Anorexia: My Real Recovery

Sarah Glover-Smith takes a real approach to telling her tale of anorexia. In this brave and honest piece, she eloquently expresses the true highs, lows, relapses, and recoveries, dispelling widely-believed myths through her highly personal account. Though Sarah’s story is one of inspiring strength, what truly shines through is her equal endorsement of kindness, community, and love.


I want to get real about mental illness. The kind of real that might make some of you uncomfortable but might also be a total game changer for the way in which eating disorders are understood. When we think eating disorder, we usually think of unrealistic beauty standards for women, perfectionistic tendencies, diet culture, affluence, and a need for control. But there’s more to the story than that. The number of men admitted to hospital with eating disorders has risen by 70% over the past six years – the same rate of increase as among women. The mortality rates of eating disorders are the highest of any psychiatric disorder, and, of those surviving, 50% remain trapped in the tortuous cycle of recovery and relapse. Eating disorders are not something that young girls give to themselves so that they can stay thin. They are serious, devastating illnesses that can happen to anyone, at any age, for a whole host of different reasons.

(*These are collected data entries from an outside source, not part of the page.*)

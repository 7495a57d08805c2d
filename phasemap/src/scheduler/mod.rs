//! Fan-out of per-pixel work over a bounded worker pool.
//!
//! Masks are resolved before any work is scheduled: invalid pixels never reach a
//! worker. The remaining pixels are split into `workers * CHUNKS_PER_THREAD` chunks,
//! each processed end-to-end (gap fill, detrend, transform, normalize) with worker-local
//! buffers. Chunks fill their own [`PixelBlock`], which is merged by pixel index as
//! soon as the chunk finishes, so the output is identical for any worker count.


use std::sync::atomic::{AtomicUsize, Ordering};

use common::parallel::chunk_size;
use parking_lot::Mutex;
use rayon::prelude::*;

use crate::config::GapFill;
use crate::detrend::{detrend, Detrender};
use crate::diagnostics::{Diagnostics, Warning};
use crate::error::{Error, PixelError};
use crate::movie::Movie;
use crate::normalize::normalize_amplitude;
use crate::output::{OutputVolumes, PixelBlock};
use crate::preprocess::{Mask, PixelValidity};
use crate::progress::{report_progress, ProgressCallback, ProgressStage};
use crate::wavelet::{is_constant, RidgeResult, WaveletAnalyzer, Workspace};

/// A pixel that needs a transform.
#[derive(Debug, Clone, Copy, PartialEq, Eq)]
pub struct PixelTask {
    /// In-frame offset `y * width + x`.
    pub pixel: usize,
    /// Whether some samples are masked (dynamic masks only).
    pub partial: bool,
}

/// Pixels to transform, in scan order, and the number of pixels skipped as invalid.
pub fn collect_tasks(mask: &Mask) -> (Vec<PixelTask>, usize) {
    let (_, height, width) = mask.shape();
    let mut tasks = Vec::with_capacity(height * width);
    let mut masked = 0;
    for pixel in 0..height * width {
        match mask.pixel_validity(pixel) {
            PixelValidity::Valid => tasks.push(PixelTask {
                pixel,
                partial: false,
            }),
            PixelValidity::Partial => tasks.push(PixelTask {
                pixel,
                partial: true,
            }),
            PixelValidity::Invalid => masked += 1,
        }
    }
    (tasks, masked)
}

/// Number of worker threads to use for `requested`, capped to the available parallelism.
pub fn resolve_workers(requested: usize, diagnostics: &mut Diagnostics) -> usize {
    let available = std::thread::available_parallelism()
        .map(|n| n.get())
        .unwrap_or(1);
    if requested > available {
        diagnostics.warn(Warning::WorkersCapped {
            requested,
            available,
        });
        available
    } else {
        requested.max(1)
    }
}

/// Replace masked samples of a partially valid series as `policy` dictates.
///
/// A series with no valid sample is returned unchanged.
pub fn fill_gaps(series: &[f64], valid: &[bool], policy: GapFill) -> Vec<f64> {
    assert_eq!(series.len(), valid.len(), "Mask length mismatch");

    let Some(first_valid) = valid.iter().position(|&v| v) else {
        return series.to_vec();
    };

    match policy {
        GapFill::HoldLast => {
            let mut last = series[first_valid];
            series
                .iter()
                .zip(valid)
                .map(|(&x, &ok)| {
                    if ok {
                        last = x;
                    }
                    last
                })
                .collect()
        }
        GapFill::ValidMean => {
            let mut sum = 0.0;
            let mut count = 0usize;
            for (&x, &ok) in series.iter().zip(valid) {
                if ok {
                    sum += x;
                    count += 1;
                }
            }
            let mean = sum / count as f64;
            series
                .iter()
                .zip(valid)
                .map(|(&x, &ok)| if ok { x } else { mean })
                .collect()
        }
    }
}

/// Read-only per-pixel stages shared by every worker.
pub struct PixelPipeline<'a> {
    pub analyzer: &'a WaveletAnalyzer,
    pub detrender: Option<&'a Detrender>,
    /// Amplitude normalization window in time units.
    pub window_size: Option<f64>,
    pub gap_fill: GapFill,
}

impl PixelPipeline<'_> {
    /// Run gap fill, detrending, the transform and normalization on one series.
    ///
    /// With `valid` given, masked samples are filled before the transform and set to
    /// `NaN` in the result.
    pub fn run(
        &self,
        series: &[f64],
        valid: Option<&[bool]>,
        workspace: &mut Workspace,
    ) -> Result<RidgeResult, PixelError> {
        let signal = match valid {
            Some(valid) => fill_gaps(series, valid, self.gap_fill),
            None => series.to_vec(),
        };

        if let Some(sample) = signal.iter().position(|x| !x.is_finite()) {
            return Err(PixelError::NonFiniteInput { sample });
        }

        // Checked before detrending, which can turn a constant into rounding noise
        let mut result = if is_constant(&signal) {
            RidgeResult::degenerate(signal.len())
        } else {
            let detrended = detrend(&signal, self.detrender);
            let mut result = self.analyzer.analyze_with(&detrended, workspace)?;
            result.amplitude =
                normalize_amplitude(&result.amplitude, self.window_size, self.analyzer.dt());
            result
        };

        if let Some(valid) = valid {
            result.mask_samples(valid);
        }
        Ok(result)
    }
}

/// Counts gathered while scheduling.
#[derive(Debug, Clone, Copy, Default, PartialEq, Eq)]
pub struct ScheduleStats {
    pub transformed: usize,
    pub degenerate: usize,
    pub failed: usize,
}

/// Transform every task on a pool of `workers` threads and merge the results into
/// `volumes`.
///
/// Pixel-local failures leave the pixel sentinel-filled and are counted; only a
/// failure to build the pool aborts.
pub fn schedule(
    movie: &Movie,
    mask: &Mask,
    tasks: &[PixelTask],
    pipeline: &PixelPipeline<'_>,
    workers: usize,
    progress: &ProgressCallback,
    volumes: &mut OutputVolumes,
) -> Result<ScheduleStats, Error> {
    mask.check_shape(movie.shape())?;
    if volumes.shape() != movie.shape() {
        return Err(Error::ShapeMismatch {
            what: "output volumes",
            expected: movie.shape(),
            actual: volumes.shape(),
        });
    }

    if tasks.is_empty() {
        return Ok(ScheduleStats::default());
    }

    let pool = rayon::ThreadPoolBuilder::new()
        .num_threads(workers)
        .thread_name(|i| format!("phasemap-worker-{i}"))
        .build()?;

    let chunk = chunk_size(tasks.len(), workers);
    let n_chunks = tasks.len().div_ceil(chunk);
    let done = AtomicUsize::new(0);
    tracing::debug!(
        "Scheduling {} pixels in {n_chunks} chunks on {workers} workers",
        tasks.len()
    );

    // Blocks are merged as soon as their chunk finishes, so at most one block per
    // worker is alive at a time.
    let merged = Mutex::new((volumes, ScheduleStats::default()));
    pool.install(|| {
        tasks.par_chunks(chunk).for_each_init(
            || pipeline.analyzer.workspace(),
            |workspace, chunk_tasks| {
                let (block, chunk_stats) =
                    process_chunk(movie, mask, chunk_tasks, pipeline, workspace);
                {
                    let mut merged = merged.lock();
                    let (volumes, stats) = &mut *merged;
                    volumes.merge(&block);
                    stats.transformed += chunk_stats.transformed;
                    stats.degenerate += chunk_stats.degenerate;
                    stats.failed += chunk_stats.failed;
                }
                let finished = done.fetch_add(1, Ordering::Relaxed) + 1;
                report_progress(progress, finished, n_chunks, ProgressStage::Transforming);
            },
        );
    });

    let (_, stats) = merged.into_inner();
    Ok(stats)
}

fn process_chunk(
    movie: &Movie,
    mask: &Mask,
    tasks: &[PixelTask],
    pipeline: &PixelPipeline<'_>,
    workspace: &mut Workspace,
) -> (PixelBlock, ScheduleStats) {
    let mut block = PixelBlock::new(movie.frames(), tasks.len());
    let mut stats = ScheduleStats::default();

    for task in tasks {
        let series = movie.series(task.pixel);
        let valid = task.partial.then(|| mask.series(task.pixel));

        stats.transformed += 1;
        match pipeline.run(&series, valid.as_deref(), workspace) {
            Ok(result) => {
                if result.is_degenerate() {
                    stats.degenerate += 1;
                }
                block.push(task.pixel, &result);
            }
            Err(err) => {
                tracing::debug!("Pixel {} failed: {err}", task.pixel);
                stats.failed += 1;
                block.push_sentinel(task.pixel);
            }
        }
    }

    (block, stats)
}
//! Network boundary of the engine.
//!
//! Everything the scheduler sends goes through [`MessageSink`]: one address and
//! one value per call. The production implementation encodes an OSC message and
//! pushes it over UDP; the engine never looks at the wire bytes itself.

use std::{
    fmt,
    net::UdpSocket,
    sync::{Mutex, MutexGuard},
};

use rosc::{encoder, OscMessage, OscPacket, OscType};

use crate::{Result, Scalar, ShowlineError};

/// Destination for `(address, value)` messages.
pub trait MessageSink: Send + Sync + fmt::Debug {
    fn send(&self, address: &str, value: &Scalar) -> Result<()>;
}

/// Sends every message as a single OSC packet over UDP.
///
/// The local socket is bound on first use so that building a sink for an
/// unreachable or malformed target never fails; such problems surface as
/// [`ShowlineError::Transport`] when a message is actually sent.
#[derive(Debug)]
pub struct OscUdpSink {
    ip: String,
    port: u16,
    socket: Mutex<Option<UdpSocket>>,
}

impl OscUdpSink {
    pub fn new(ip: impl Into<String>, port: u16) -> Self {
        Self {
            ip: ip.into(),
            port,
            socket: Mutex::new(None),
        }
    }

    fn lock_socket(&self) -> Result<MutexGuard<'_, Option<UdpSocket>>> {
        self.socket
            .lock()
            .map_err(|_| ShowlineError::msg("udp socket has been poisoned"))
    }
}

impl MessageSink for OscUdpSink {
    fn send(&self, address: &str, value: &Scalar) -> Result<()> {
        let packet = encode(address, value)?;

        let mut slot = self.lock_socket()?;
        if slot.is_none() {
            let socket = UdpSocket::bind("0.0.0.0:0").map_err(transport)?;
            *slot = Some(socket);
        }
        let Some(socket) = slot.as_ref() else {
            return Err(ShowlineError::Transport("udp socket unavailable".into()));
        };

        socket
            .send_to(&packet, (self.ip.as_str(), self.port))
            .map_err(transport)?;
        tracing::debug!(address, %value, ip = %self.ip, port = self.port, "osc message sent");
        Ok(())
    }
}

/// Writes messages to the log instead of the network.
#[derive(Debug, Default, Clone, Copy)]
pub struct LogSink;

impl MessageSink for LogSink {
    fn send(&self, address: &str, value: &Scalar) -> Result<()> {
        tracing::info!(address, %value, "osc message (dry run)");
        Ok(())
    }
}

/// Encodes one OSC message carrying a single argument.
pub fn encode(address: &str, value: &Scalar) -> Result<Vec<u8>> {
    let message = OscMessage {
        addr: address.to_string(),
        args: vec![osc_argument(value)],
    };
    encoder::encode(&OscPacket::Message(message))
        .map_err(|err| ShowlineError::Transport(format!("cannot encode `{address}`: {err:?}")))
}

fn osc_argument(value: &Scalar) -> OscType {
    match value {
        Scalar::Int(int) => match i32::try_from(*int) {
            Ok(int) => OscType::Int(int),
            Err(_) => OscType::Long(*int),
        },
        Scalar::Float(float) => OscType::Float(*float as f32),
        Scalar::Text(text) => OscType::String(text.clone()),
    }
}

fn transport(err: std::io::Error) -> ShowlineError {
    ShowlineError::Transport(err.to_string())
}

My eating disorder story started when I was seven, when I was asked what I wanted to be when I grew up, and I wanted to be perfect. I remember the first time I felt self-conscious of the space my body took up when my friends put their hands around their arms to see if they could make their thumb and forefingers touch and I was unable to do it. I felt disappointed, embarrassed and so distinctly imperfect that I took the next day off school.  

In secondary school I found myself in a hyper-competitive environment, where I saw examples of what I deemed to be perfection; higher grades, more extra curriculars, more likes on social media profiles, more invitations to social events, than I had. I saw confidence, popularity, and beauty, things that seemed so objective, and I wasn’t making the mark. This was so terrifying that lay in bed with a chest so tight that I thought it was going to rip apart.

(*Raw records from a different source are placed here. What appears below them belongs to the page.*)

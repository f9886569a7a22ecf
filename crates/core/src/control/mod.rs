//! Value-delivery policies attached to every event.
//!
//! A control either sends one literal ([`ControlValue::Constant`]) or ramps a
//! number linearly over a duration ([`ControlValue::Interpolated`]) to mimic a
//! fader being pushed on the remote surface.

use std::{
    fmt,
    str::FromStr,
    sync::atomic::{AtomicBool, Ordering},
    thread,
    time::{Duration, Instant},
};

use serde::{Deserialize, Serialize};
use serde_json::Value;

use crate::{MessageSink, Result, ShowlineError};

pub const DEFAULT_TICK_INTERVAL: Duration = Duration::from_millis(10);

const DEFAULT_UNIQUE_VALUE: i64 = 1;
const DEFAULT_ANIMATED_RANGE: (f64, f64) = (0.0, 1.0);
const DEFAULT_ANIMATED_DURATION: f64 = 2.0;

/// A single message argument. Integers, floats and strings stay distinct so
/// that they round-trip through JSON unchanged and reach the wire with the
/// matching OSC type tag.
#[derive(Debug, Clone, PartialEq)]
pub enum Scalar {
    Int(i64),
    Float(f64),
    Text(String),
}

impl Scalar {
    /// Converts a JSON number or string. Returns `None` for any other shape.
    pub fn from_json(value: &Value) -> Option<Self> {
        match value {
            Value::Number(number) => match number.as_i64() {
                Some(int) => Some(Self::Int(int)),
                None => number.as_f64().map(Self::Float),
            },
            Value::String(text) => Some(Self::Text(text.clone())),
            _ => None,
        }
    }

    pub fn to_json(&self) -> Value {
        match self {
            Self::Int(int) => Value::from(*int),
            Self::Float(float) => Value::from(*float),
            Self::Text(text) => Value::String(text.clone()),
        }
    }

    pub fn as_f64(&self) -> Option<f64> {
        match self {
            Self::Int(int) => Some(*int as f64),
            Self::Float(float) => Some(*float),
            Self::Text(_) => None,
        }
    }
}

impl fmt::Display for Scalar {
    fn fmt(&self, f: &mut fmt::Formatter<'_>) -> fmt::Result {
        match self {
            Self::Int(int) => write!(f, "{int}"),
            Self::Float(float) => write!(f, "{float}"),
            Self::Text(text) => write!(f, "{text}"),
        }
    }
}

impl From<i64> for Scalar {
    fn from(value: i64) -> Self {
        Self::Int(value)
    }
}

impl From<i32> for Scalar {
    fn from(value: i32) -> Self {
        Self::Int(i64::from(value))
    }
}

impl From<f64> for Scalar {
    fn from(value: f64) -> Self {
        Self::Float(value)
    }
}

impl From<&str> for Scalar {
    fn from(value: &str) -> Self {
        Self::Text(value.to_string())
    }
}

impl From<String> for Scalar {
    fn from(value: String) -> Self {
        Self::Text(value)
    }
}

/// Persisted name of each control variant.
#[derive(Debug, Clone, Copy, PartialEq, Eq, Hash, Serialize, Deserialize)]
#[serde(rename_all = "lowercase")]
pub enum ControlMode {
    Unique,
    Animated,
}

impl ControlMode {
    pub fn as_str(&self) -> &'static str {
        match self {
            Self::Unique => "unique",
            Self::Animated => "animated",
        }
    }
}

impl FromStr for ControlMode {
    type Err = ShowlineError;

    fn from_str(raw: &str) -> Result<Self> {
        match raw {
            "unique" => Ok(Self::Unique),
            "animated" => Ok(Self::Animated),
            other => Err(ShowlineError::UnknownControlMode(other.to_string())),
        }
    }
}

impl fmt::Display for ControlMode {
    fn fmt(&self, f: &mut fmt::Formatter<'_>) -> fmt::Result {
        f.write_str(self.as_str())
    }
}

/// How an event delivers its value.
#[derive(Debug, Clone, PartialEq)]
pub enum ControlValue {
    /// One message carrying the literal.
    Constant(Scalar),
    /// Linear ramp from `start` to `end` over `duration` seconds.
    Interpolated { start: f64, end: f64, duration: f64 },
}

impl Default for ControlValue {
    fn default() -> Self {
        Self::default_for(ControlMode::Unique)
    }
}

impl ControlValue {
    pub fn constant(value: impl Into<Scalar>) -> Result<Self> {
        let value = value.into();
        if let Scalar::Float(float) = value {
            if !float.is_finite() {
                return Err(invalid("for unique control, value must be a finite number"));
            }
        }
        Ok(Self::Constant(value))
    }

    pub fn interpolated(start: f64, end: f64, duration: f64) -> Result<Self> {
        if !start.is_finite() || !end.is_finite() {
            return Err(invalid(
                "for animated control, value should be two finite numbers",
            ));
        }
        check_duration(duration)?;
        Ok(Self::Interpolated {
            start,
            end,
            duration,
        })
    }

    /// Animated control whose bounds are both `value`.
    pub fn hold(value: f64, duration: f64) -> Result<Self> {
        Self::interpolated(value, value, duration)
    }

    /// The control an editor starts from after switching to `mode`.
    pub fn default_for(mode: ControlMode) -> Self {
        match mode {
            ControlMode::Unique => Self::Constant(Scalar::Int(DEFAULT_UNIQUE_VALUE)),
            ControlMode::Animated => Self::Interpolated {
                start: DEFAULT_ANIMATED_RANGE.0,
                end: DEFAULT_ANIMATED_RANGE.1,
                duration: DEFAULT_ANIMATED_DURATION,
            },
        }
    }

    pub fn mode(&self) -> ControlMode {
        match self {
            Self::Constant(_) => ControlMode::Unique,
            Self::Interpolated { .. } => ControlMode::Animated,
        }
    }

    pub fn duration(&self) -> Option<f64> {
        match self {
            Self::Constant(_) => None,
            Self::Interpolated { duration, .. } => Some(*duration),
        }
    }

    pub fn set_duration(&mut self, new_duration: f64) -> Result<()> {
        match self {
            Self::Constant(_) => Err(invalid("unique control has no duration")),
            Self::Interpolated { duration, .. } => {
                check_duration(new_duration)?;
                *duration = new_duration;
                Ok(())
            }
        }
    }

    /// Sends the control to `sink` using the default tick interval.
    pub fn emit(&self, sink: &dyn MessageSink, address: &str) -> Result<()> {
        self.emit_with(sink, address, &EmitOptions::default())
    }

    /// Sends the control to `sink`.
    ///
    /// Interpolation recomputes progress from a monotonic clock on every tick,
    /// so sleep overhead never accumulates. After the ramp the end value is
    /// always sent once more. If `options.cancel` becomes set the ramp stops
    /// before its next tick and the end value is not sent.
    pub fn emit_with(
        &self,
        sink: &dyn MessageSink,
        address: &str,
        options: &EmitOptions<'_>,
    ) -> Result<()> {
        match self {
            Self::Constant(value) => sink.send(address, value),
            Self::Interpolated {
                start,
                end,
                duration,
            } => {
                check_duration(*duration)?;
                let began = Instant::now();
                let total = Duration::from_secs_f64(*duration);

                loop {
                    let elapsed = began.elapsed();
                    if elapsed >= total {
                        break;
                    }
                    if options.is_cancelled() {
                        tracing::debug!(address, "interpolation cancelled");
                        return Ok(());
                    }

                    let progress = (elapsed.as_secs_f64() / duration).min(1.0);
                    let current = start + (end - start) * progress;
                    sink.send(address, &Scalar::Float(current))?;
                    thread::sleep(options.tick);
                }

                sink.send(address, &Scalar::Float(*end))
            }
        }
    }

    pub fn to_record(&self) -> ControlRecord {
        match self {
            Self::Constant(value) => ControlRecord {
                control_mode: ControlMode::Unique.to_string(),
                value: value.to_json(),
                duration: None,
            },
            Self::Interpolated {
                start,
                end,
                duration,
            } => ControlRecord {
                control_mode: ControlMode::Animated.to_string(),
                value: Value::Array(vec![json_number(*start), json_number(*end)]),
                duration: Some(json_number(*duration)),
            },
        }
    }

    pub fn from_record(record: &ControlRecord) -> Result<Self> {
        match record.control_mode.parse::<ControlMode>()? {
            ControlMode::Unique => match Scalar::from_json(&record.value) {
                Some(value) => Self::constant(value),
                None => Err(invalid(
                    "for unique control, value should be an integer, a float or a string",
                )),
            },
            ControlMode::Animated => {
                let duration = match &record.duration {
                    Some(Value::Number(number)) => number.as_f64().unwrap_or(f64::NAN),
                    Some(_) => {
                        return Err(invalid(
                            "for animated control, duration must be a positive numeric value",
                        ))
                    }
                    None => return Err(invalid("animated control requires a duration")),
                };

                match &record.value {
                    Value::Number(number) => {
                        Self::hold(number.as_f64().unwrap_or(f64::NAN), duration)
                    }
                    Value::Array(bounds) => match bounds.as_slice() {
                        [Value::Number(start), Value::Number(end)] => Self::interpolated(
                            start.as_f64().unwrap_or(f64::NAN),
                            end.as_f64().unwrap_or(f64::NAN),
                            duration,
                        ),
                        _ => Err(animated_value_error()),
                    },
                    _ => Err(animated_value_error()),
                }
            }
        }
    }
}

/// Knobs for [`ControlValue::emit_with`].
#[derive(Debug, Clone, Copy)]
pub struct EmitOptions<'a> {
    pub tick: Duration,
    pub cancel: Option<&'a AtomicBool>,
}

impl Default for EmitOptions<'_> {
    fn default() -> Self {
        Self {
            tick: DEFAULT_TICK_INTERVAL,
            cancel: None,
        }
    }
}

impl EmitOptions<'_> {
    fn is_cancelled(&self) -> bool {
        self.cancel
            .map(|flag| flag.load(Ordering::SeqCst))
            .unwrap_or(false)
    }
}

/// Persisted shape of a control: `{control_mode, value, [duration]}`.
#[derive(Debug, Clone, PartialEq, Serialize, Deserialize)]
pub struct ControlRecord {
    pub control_mode: String,
    pub value: Value,
    #[serde(default, skip_serializing_if = "Option::is_none")]
    pub duration: Option<Value>,
}

/// Writes whole numbers as JSON integers so `2` stays `2` in saved files.
pub(crate) fn json_number(value: f64) -> Value {
    const EXACT_LIMIT: f64 = 9_007_199_254_740_992.0;
    if value.fract() == 0.0 && value.abs() < EXACT_LIMIT {
        Value::from(value as i64)
    } else {
        Value::from(value)
    }
}

fn check_duration(duration: f64) -> Result<()> {
    if !(duration.is_finite() && duration > 0.0) || Duration::try_from_secs_f64(duration).is_err()
    {
        return Err(invalid(
            "for animated control, duration must be a positive numeric value",
        ));
    }
    Ok(())
}

fn animated_value_error() -> ShowlineError {
    invalid("for animated control, value should be a number or a list of two numbers")
}

fn invalid(reason: &str) -> ShowlineError {
    ShowlineError::InvalidControlParameter(reason.to_string())
}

I thought I was failing, that the reason I was so unhappy was because I wasn’t good enough. All I could see when I looked at myself were unforgivable mistakes and flaws, so I addressed my most hated one: my weight. I made myself a list of rules and I followed them; I lost weight, and people complimented me, so I kept going. As my family began to worry, I began to lie. For me, the path to happiness lay in one principle- that fat is failure and skinny is success. This is culturally justified in a society that suffers from fat phobia, and in which skinny represents drive and determination, and seems equated with worth and happiness.

As my weight continued to decline, I was diagnosed with Anorexia, and admitted to an eating disorder service with which I didn’t engage. I had finally found something that I was good at, and I measured my success with great delight when I stepped on the scales and saw the number fall closer to zero. I exercised at night and early in the morning until I was exhausted, and aching, and bruised. I avoided food at all costs and I became a solitary lying machine who viewed people as obstacles to my weight loss.

Anorexia is often characterised as body dysmorphia. This does not mean that an anorexic cannot see their protruding ribs, hips, and spine, because they can. It means that this is not enough for them, because they are not enough. Anorexia was slowly killing me; my hair was falling out, my feet turned blue, and my heart rate was so low that my body wouldn’t let me sleep in case I didn’t wake up. I was destroying my family as well as myself but I didn’t think I deserved to stop. Eating disorders are not a choice but a coping mechanism, my rules kept me safe, my numbness protected me from feeling the things that really hurt. I clung on to the illness and the rules and the routine because I couldn’t see how gaining weight would make my life any more worthwhile.

The longer that you suffer, the harder it is to realise that there is true happiness to be found outside of an eating disorder, but I found a glimpse of it when I went to the Gambia. I was deeply moved by the poverty I saw, but more so by the love and happiness within the community, which was like nothing I had ever seen. I came back from the trip and made a conscious effort to change. It was excruciating going through the process of recovery, but I managed to get myself to a stable place and go to university, but couldn’t let go of the idea that my self-worth needed to be earned. This now depended on my ability to help others. I ran myself into the ground doing everything I could to please others. I became insecure, terrified of gaining weight and losing my new friends, and I fell back into my old habits with food and began to lose weight.

It was only when I found myself losing a destructive relationship that I realised that I had my own community. It was the first time that I had allowed myself to connect with people who were my empathetic and open support and allowed them to help me. I realised that I had people who loved me unconditionally. It was only with these people around me that I could give myself enough patience, and time, to heal. I found comfort in being honest about my feelings for the first time in my life, and I started to write my own blog. After a few posts, people started to reach out to me and tell me I’d comforted them in their own struggle or helped them to understand the suffering of someone close to them.

If you are struggling now, I want you to know that you are more than an illness, you can take up space and you do have things to offer. You deserve to live a life that you are excited about, not one governe­­d by the rules of a disease. Stop punishing yourself for not being perfect, because no one is. And don’t be ashamed of your story, because it will inspire others.